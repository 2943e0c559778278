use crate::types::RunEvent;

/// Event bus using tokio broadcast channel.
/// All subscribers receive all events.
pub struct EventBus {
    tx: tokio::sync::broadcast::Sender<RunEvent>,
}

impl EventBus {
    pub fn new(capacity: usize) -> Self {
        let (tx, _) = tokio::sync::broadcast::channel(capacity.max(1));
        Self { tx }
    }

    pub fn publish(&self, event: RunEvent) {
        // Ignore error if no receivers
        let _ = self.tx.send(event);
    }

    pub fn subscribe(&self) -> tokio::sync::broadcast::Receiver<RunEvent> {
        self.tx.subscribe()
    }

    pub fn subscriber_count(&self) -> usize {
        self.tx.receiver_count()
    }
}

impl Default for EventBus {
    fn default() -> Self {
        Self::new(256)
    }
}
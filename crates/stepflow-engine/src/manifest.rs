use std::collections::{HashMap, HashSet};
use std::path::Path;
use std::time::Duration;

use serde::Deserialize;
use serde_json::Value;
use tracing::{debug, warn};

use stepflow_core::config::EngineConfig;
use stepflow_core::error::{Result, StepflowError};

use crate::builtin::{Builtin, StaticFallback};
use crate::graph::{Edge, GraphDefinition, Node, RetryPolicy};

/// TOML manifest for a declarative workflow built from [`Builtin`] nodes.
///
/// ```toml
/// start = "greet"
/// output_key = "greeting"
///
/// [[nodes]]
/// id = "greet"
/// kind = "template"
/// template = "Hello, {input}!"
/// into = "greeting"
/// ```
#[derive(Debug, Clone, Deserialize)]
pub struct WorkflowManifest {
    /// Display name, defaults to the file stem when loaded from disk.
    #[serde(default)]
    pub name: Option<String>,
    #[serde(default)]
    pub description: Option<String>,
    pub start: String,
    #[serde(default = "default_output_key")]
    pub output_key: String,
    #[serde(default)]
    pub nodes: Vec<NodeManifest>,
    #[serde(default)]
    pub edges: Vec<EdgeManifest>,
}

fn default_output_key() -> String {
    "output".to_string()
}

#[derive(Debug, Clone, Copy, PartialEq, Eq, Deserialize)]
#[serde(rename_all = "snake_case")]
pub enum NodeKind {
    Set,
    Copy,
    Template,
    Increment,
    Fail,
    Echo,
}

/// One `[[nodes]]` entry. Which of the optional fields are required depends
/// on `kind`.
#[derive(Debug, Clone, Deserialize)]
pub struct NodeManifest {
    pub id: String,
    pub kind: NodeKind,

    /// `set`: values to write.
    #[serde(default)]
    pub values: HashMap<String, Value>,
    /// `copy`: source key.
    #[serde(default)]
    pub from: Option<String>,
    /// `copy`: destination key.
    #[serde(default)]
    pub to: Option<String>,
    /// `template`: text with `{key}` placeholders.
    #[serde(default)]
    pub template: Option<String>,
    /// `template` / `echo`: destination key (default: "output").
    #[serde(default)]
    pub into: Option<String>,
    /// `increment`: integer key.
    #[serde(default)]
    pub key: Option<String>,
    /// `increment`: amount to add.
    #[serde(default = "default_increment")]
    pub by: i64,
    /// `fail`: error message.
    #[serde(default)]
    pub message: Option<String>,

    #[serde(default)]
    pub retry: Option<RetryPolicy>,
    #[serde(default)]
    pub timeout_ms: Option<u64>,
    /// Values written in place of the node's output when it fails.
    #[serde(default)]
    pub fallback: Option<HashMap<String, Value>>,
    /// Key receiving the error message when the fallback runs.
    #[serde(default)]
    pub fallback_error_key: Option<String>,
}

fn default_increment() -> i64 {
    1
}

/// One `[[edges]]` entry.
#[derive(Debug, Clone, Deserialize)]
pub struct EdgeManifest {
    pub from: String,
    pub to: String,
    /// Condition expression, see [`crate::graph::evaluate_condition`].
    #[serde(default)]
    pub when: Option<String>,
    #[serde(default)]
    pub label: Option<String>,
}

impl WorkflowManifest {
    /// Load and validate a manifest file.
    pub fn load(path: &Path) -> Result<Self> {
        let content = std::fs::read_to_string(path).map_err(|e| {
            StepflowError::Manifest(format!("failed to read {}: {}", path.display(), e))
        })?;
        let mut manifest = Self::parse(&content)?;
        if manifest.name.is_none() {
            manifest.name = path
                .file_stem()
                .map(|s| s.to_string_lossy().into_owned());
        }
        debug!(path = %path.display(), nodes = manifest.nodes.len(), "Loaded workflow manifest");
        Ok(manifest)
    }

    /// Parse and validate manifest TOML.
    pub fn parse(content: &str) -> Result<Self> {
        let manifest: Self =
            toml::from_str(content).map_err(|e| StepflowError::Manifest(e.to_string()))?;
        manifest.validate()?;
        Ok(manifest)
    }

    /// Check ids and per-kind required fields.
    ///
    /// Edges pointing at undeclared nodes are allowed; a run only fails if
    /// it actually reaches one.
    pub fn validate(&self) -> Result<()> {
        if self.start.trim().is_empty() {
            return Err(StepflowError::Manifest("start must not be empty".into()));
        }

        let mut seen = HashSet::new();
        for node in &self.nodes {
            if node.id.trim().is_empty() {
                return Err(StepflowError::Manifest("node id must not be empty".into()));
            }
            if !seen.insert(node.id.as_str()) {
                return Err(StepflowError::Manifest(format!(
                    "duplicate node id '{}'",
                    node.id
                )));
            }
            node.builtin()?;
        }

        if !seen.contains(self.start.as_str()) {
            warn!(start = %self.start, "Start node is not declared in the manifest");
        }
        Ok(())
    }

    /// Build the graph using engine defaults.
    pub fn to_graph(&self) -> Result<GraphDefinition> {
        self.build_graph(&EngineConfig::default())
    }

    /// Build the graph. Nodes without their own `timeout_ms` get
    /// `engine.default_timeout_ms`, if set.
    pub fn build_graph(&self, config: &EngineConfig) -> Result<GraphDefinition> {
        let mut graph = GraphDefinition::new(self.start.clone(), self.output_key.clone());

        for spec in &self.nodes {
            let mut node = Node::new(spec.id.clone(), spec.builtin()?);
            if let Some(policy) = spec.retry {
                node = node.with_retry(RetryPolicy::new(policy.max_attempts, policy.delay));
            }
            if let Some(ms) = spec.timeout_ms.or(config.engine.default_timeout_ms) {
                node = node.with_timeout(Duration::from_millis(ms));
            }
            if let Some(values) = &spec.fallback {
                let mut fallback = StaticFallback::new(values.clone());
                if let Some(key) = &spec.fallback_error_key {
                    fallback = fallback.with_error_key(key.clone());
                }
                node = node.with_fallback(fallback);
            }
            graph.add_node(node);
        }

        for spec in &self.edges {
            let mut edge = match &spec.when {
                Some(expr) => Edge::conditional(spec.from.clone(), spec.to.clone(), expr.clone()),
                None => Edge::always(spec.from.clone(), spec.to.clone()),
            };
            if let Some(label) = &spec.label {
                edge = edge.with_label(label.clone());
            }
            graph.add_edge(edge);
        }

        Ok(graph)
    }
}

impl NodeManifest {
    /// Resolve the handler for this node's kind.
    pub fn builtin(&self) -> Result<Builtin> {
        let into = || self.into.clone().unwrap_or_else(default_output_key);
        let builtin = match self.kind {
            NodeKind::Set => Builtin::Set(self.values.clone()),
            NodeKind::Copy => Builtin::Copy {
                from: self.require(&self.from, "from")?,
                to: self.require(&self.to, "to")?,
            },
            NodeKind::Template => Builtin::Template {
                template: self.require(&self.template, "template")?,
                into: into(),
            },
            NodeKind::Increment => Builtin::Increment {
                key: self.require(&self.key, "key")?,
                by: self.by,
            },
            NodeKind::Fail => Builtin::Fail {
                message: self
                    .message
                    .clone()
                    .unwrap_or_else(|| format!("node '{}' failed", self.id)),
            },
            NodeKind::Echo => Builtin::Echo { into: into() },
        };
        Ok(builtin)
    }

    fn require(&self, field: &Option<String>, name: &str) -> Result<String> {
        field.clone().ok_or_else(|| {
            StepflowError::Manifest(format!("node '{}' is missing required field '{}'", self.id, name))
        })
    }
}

--- --- ---

## Task item
Filter the listing so that only lines holding the word "warn" remain, and copy those lines.

## Output
use tracing::{debug, warn};
            warn!(start = %self.start, "Start node is not declared in the manifest");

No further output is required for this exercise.